*YOUR OBJECTIVE*
Give the number of lines below that hold "opts", and only that.

*Stored items*
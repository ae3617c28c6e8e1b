//! Single-relay WebSocket round-trips.
//!
//! Each call opens its own connection, runs one exchange and closes it again;
//! nothing outlives the call.

use std::time::Duration;

use futures_util::{SinkExt, StreamExt};
use serde_json::Value;
use tokio::io::{AsyncRead, AsyncWrite};
use tokio::net::TcpStream;
use tokio::time::{timeout_at, Instant};
use tokio_socks::tcp::Socks5Stream;
use tokio_tungstenite::tungstenite::client::IntoClientRequest;
use tokio_tungstenite::{client_async, tungstenite::Message, WebSocketStream};
use tracing::{debug, warn};
use url::Url;

use crate::error::{ClientError, Result};
use crate::event::Event;
use crate::filter::Filter;

/// Connection parameters shared by every relay in a pool.
#[derive(Debug, Clone)]
pub struct RelayOptions {
    /// Optional SOCKS5 proxy (host:port).
    pub tor_socks: Option<String>,
    /// Deadline for one complete round-trip, connection included.
    pub timeout: Duration,
    /// Verify Schnorr signatures on received events.
    pub verify_sig: bool,
}

impl Default for RelayOptions {
    fn default() -> Self {
        Self {
            tor_socks: None,
            timeout: Duration::from_millis(4000),
            verify_sig: false,
        }
    }
}

/// Issue one `REQ` with all `filters` and collect events until `EOSE`.
///
/// Reaching the deadline after the connection is up returns whatever arrived
/// so far. Events whose id does not hash correctly are dropped.
pub async fn fetch(url: &str, filters: &[Filter], opts: &RelayOptions) -> Result<Vec<Event>> {
    let deadline = Instant::now() + opts.timeout;
    let mut ws = timeout_at(deadline, connect_ws(url, opts.tor_socks.as_deref()))
        .await
        .map_err(|_| ClientError::Transport(format!("{url}: connect timed out")))??;

    let sub_id = subscription_id();
    let mut req = vec![Value::String("REQ".into()), Value::String(sub_id.clone())];
    req.extend(filters.iter().map(|f| Value::Object(f.to_json())));
    ws.send(Message::Text(Value::Array(req).to_string()))
        .await
        .map_err(|e| ClientError::Transport(format!("{url}: {e}")))?;

    let mut events = Vec::new();
    loop {
        let msg = match timeout_at(deadline, ws.next()).await {
            Ok(Some(msg)) => msg.map_err(|e| ClientError::Transport(format!("{url}: {e}")))?,
            Ok(None) => break,
            Err(_) => {
                warn!(relay = url, received = events.len(), "relay did not finish before deadline");
                break;
            }
        };
        let txt = match msg {
            Message::Text(txt) => txt,
            Message::Close(_) => break,
            _ => continue,
        };
        let Ok(val) = serde_json::from_str::<Value>(&txt) else {
            continue;
        };
        let Some(arr) = val.as_array() else {
            continue;
        };
        match arr.first().and_then(|v| v.as_str()) {
            Some("EVENT") if arr.len() >= 3 => {
                if arr[1].as_str() != Some(sub_id.as_str()) {
                    continue;
                }
                match accept_event(arr[2].clone(), opts.verify_sig) {
                    Ok(ev) => events.push(ev),
                    Err(e) => warn!(relay = url, "dropping event: {e}"),
                }
            }
            Some("EOSE") => {
                if arr.get(1).and_then(|v| v.as_str()) == Some(sub_id.as_str()) {
                    let close = serde_json::json!(["CLOSE", sub_id]);
                    let _ = ws.send(Message::Text(close.to_string())).await;
                    break;
                }
            }
            Some("CLOSED") => break,
            Some("NOTICE") => debug!(relay = url, "notice: {}", arr.get(1).unwrap_or(&serde_json::Value::Null)),
            _ => {}
        }
    }
    let _ = ws.close(None).await;
    Ok(events)
}

/// Send one signed event and wait for the relay's `OK`.
pub async fn publish(url: &str, event: &Event, opts: &RelayOptions) -> Result<()> {
    let deadline = Instant::now() + opts.timeout;
    let mut ws = timeout_at(deadline, connect_ws(url, opts.tor_socks.as_deref()))
        .await
        .map_err(|_| ClientError::Transport(format!("{url}: connect timed out")))??;
    let msg = serde_json::json!(["EVENT", event]);
    ws.send(Message::Text(msg.to_string()))
        .await
        .map_err(|e| ClientError::Transport(format!("{url}: {e}")))?;

    let outcome = loop {
        let msg = match timeout_at(deadline, ws.next()).await {
            Ok(Some(Ok(msg))) => msg,
            Ok(Some(Err(e))) => break Err(ClientError::Transport(format!("{url}: {e}"))),
            Ok(None) => break Err(ClientError::Transport(format!("{url}: connection closed"))),
            Err(_) => break Err(ClientError::Transport(format!("{url}: no OK before deadline"))),
        };
        let Message::Text(txt) = msg else {
            continue;
        };
        let Ok(Value::Array(arr)) = serde_json::from_str::<Value>(&txt) else {
            continue;
        };
        if arr.first().and_then(|v| v.as_str()) != Some("OK") {
            continue;
        }
        if arr.get(1).and_then(|v| v.as_str()) != Some(event.id.as_str()) {
            continue;
        }
        if arr.get(2).and_then(|v| v.as_bool()).unwrap_or(false) {
            break Ok(());
        }
        let reason = arr.get(3).and_then(|v| v.as_str()).unwrap_or_default();
        break Err(ClientError::Publish(format!("{url} rejected event: {reason}")));
    };
    let _ = ws.close(None).await;
    outcome
}

fn accept_event(raw: Value, verify_sig: bool) -> Result<Event> {
    let ev = Event::from_wire(raw)?;
    if verify_sig {
        ev.verify(true)?;
    }
    Ok(ev)
}

fn subscription_id() -> String {
    hex::encode(rand::random::<[u8; 8]>())
}

/// Establish a WebSocket connection, optionally via a SOCKS5 proxy.
async fn connect_ws(
    relay: &str,
    tor_socks: Option<&str>,
) -> Result<WebSocketStream<Box<dyn AsyncReadWrite + Unpin + Send>>> {
    let transport = |e: String| ClientError::Transport(format!("{relay}: {e}"));
    let url = Url::parse(relay).map_err(|e| transport(e.to_string()))?;
    let host = url.host_str().ok_or_else(|| transport("missing host".into()))?;
    let port = url
        .port_or_known_default()
        .ok_or_else(|| transport("missing port".into()))?;
    let req = relay
        .into_client_request()
        .map_err(|e| transport(e.to_string()))?;
    let stream: Box<dyn AsyncReadWrite + Unpin + Send> = if let Some(proxy) = tor_socks {
        Box::new(
            Socks5Stream::connect(proxy, (host, port))
                .await
                .map_err(|e| transport(e.to_string()))?,
        )
    } else {
        Box::new(
            TcpStream::connect((host, port))
                .await
                .map_err(|e| transport(e.to_string()))?,
        )
    };
    let (ws, _) = client_async(req, stream)
        .await
        .map_err(|e| transport(e.to_string()))?;
    Ok(ws)
}

/// Blanket trait for boxed async read/write streams.
trait AsyncReadWrite: AsyncRead + AsyncWrite {}
impl<T: AsyncRead + AsyncWrite> AsyncReadWrite for T {}

#[cfg(test)]
pub(crate) mod tests {
    use super::*;
    use crate::event::{kind, UnsignedEvent};
    use crate::identity::Identity;
    use tokio::net::TcpListener;
    use tokio_tungstenite::{accept_async, tungstenite::Message as TMsg};

    /// Relay that answers every `REQ` with `events` then `EOSE`, and every
    /// `EVENT` with `OK true`. Serves `connections` connections then stops.
    pub(crate) async fn spawn_relay(events: Vec<Value>, connections: usize) -> String {
        let listener = TcpListener::bind("127.0.0.1:0").await.unwrap();
        let addr = listener.local_addr().unwrap();
        tokio::spawn(async move {
            for _ in 0..connections {
                let (stream, _) = listener.accept().await.unwrap();
                let mut ws = accept_async(stream).await.unwrap();
                while let Some(Ok(TMsg::Text(txt))) = ws.next().await {
                    let val: Value = serde_json::from_str(&txt).unwrap();
                    let arr = val.as_array().unwrap();
                    match arr[0].as_str().unwrap() {
                        "REQ" => {
                            let sub = arr[1].as_str().unwrap().to_string();
                            for ev in &events {
                                let msg = serde_json::json!(["EVENT", sub, ev]);
                                ws.send(TMsg::Text(msg.to_string())).await.unwrap();
                            }
                            let eose = serde_json::json!(["EOSE", sub]);
                            ws.send(TMsg::Text(eose.to_string())).await.unwrap();
                        }
                        "EVENT" => {
                            let id = arr[1]["id"].as_str().unwrap().to_string();
                            let ok = serde_json::json!(["OK", id, true, ""]);
                            ws.send(TMsg::Text(ok.to_string())).await.unwrap();
                        }
                        _ => break,
                    }
                }
            }
        });
        format!("ws://{addr}")
    }

    fn signed(content: &str) -> Event {
        Identity::generate()
            .sign(UnsignedEvent::new(kind::CHANNEL_MESSAGE, content))
            .unwrap()
    }

    #[tokio::test]
    async fn fetch_collects_until_eose_and_drops_forged_ids() {
        let good = signed("hello");
        let mut forged = serde_json::to_value(signed("x")).unwrap();
        forged["content"] = Value::String("changed".into());
        let url = spawn_relay(vec![serde_json::to_value(&good).unwrap(), forged], 1).await;

        let events = fetch(&url, &[Filter::new().kinds([42])], &RelayOptions::default())
            .await
            .unwrap();
        assert_eq!(events, vec![good]);
    }

    #[tokio::test]
    async fn publish_waits_for_ok() {
        let url = spawn_relay(vec![], 1).await;
        publish(&url, &signed("hi"), &RelayOptions::default())
            .await
            .unwrap();
    }

    #[tokio::test]
    async fn unreachable_relay_is_transport_error() {
        let listener = TcpListener::bind("127.0.0.1:0").await.unwrap();
        let addr = listener.local_addr().unwrap();
        drop(listener);
        let err = fetch(&format!("ws://{addr}"), &[Filter::new()], &RelayOptions::default())
            .await
            .unwrap_err();
        assert!(matches!(err, ClientError::Transport(_)));
    }

    #[tokio::test]
    async fn silent_relay_returns_partial_results_at_deadline() {
        let listener = TcpListener::bind("127.0.0.1:0").await.unwrap();
        let addr = listener.local_addr().unwrap();
        let ev = signed("early");
        let sent = ev.clone();
        tokio::spawn(async move {
            let (stream, _) = listener.accept().await.unwrap();
            let mut ws = accept_async(stream).await.unwrap();
            if let Some(Ok(TMsg::Text(txt))) = ws.next().await {
                let val: Value = serde_json::from_str(&txt).unwrap();
                let sub = val[1].as_str().unwrap().to_string();
                let msg = serde_json::json!(["EVENT", sub, sent]);
                ws.send(TMsg::Text(msg.to_string())).await.unwrap();
            }
            // never send EOSE
            tokio::time::sleep(Duration::from_secs(5)).await;
        });
        let opts = RelayOptions {
            timeout: Duration::from_millis(300),
            ..RelayOptions::default()
        };
        let events = fetch(&format!("ws://{addr}"), &[Filter::new()], &opts)
            .await
            .unwrap();
        assert_eq!(events, vec![ev]);
    }
}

*SOLUTION FOR THIS EXERCISE*
9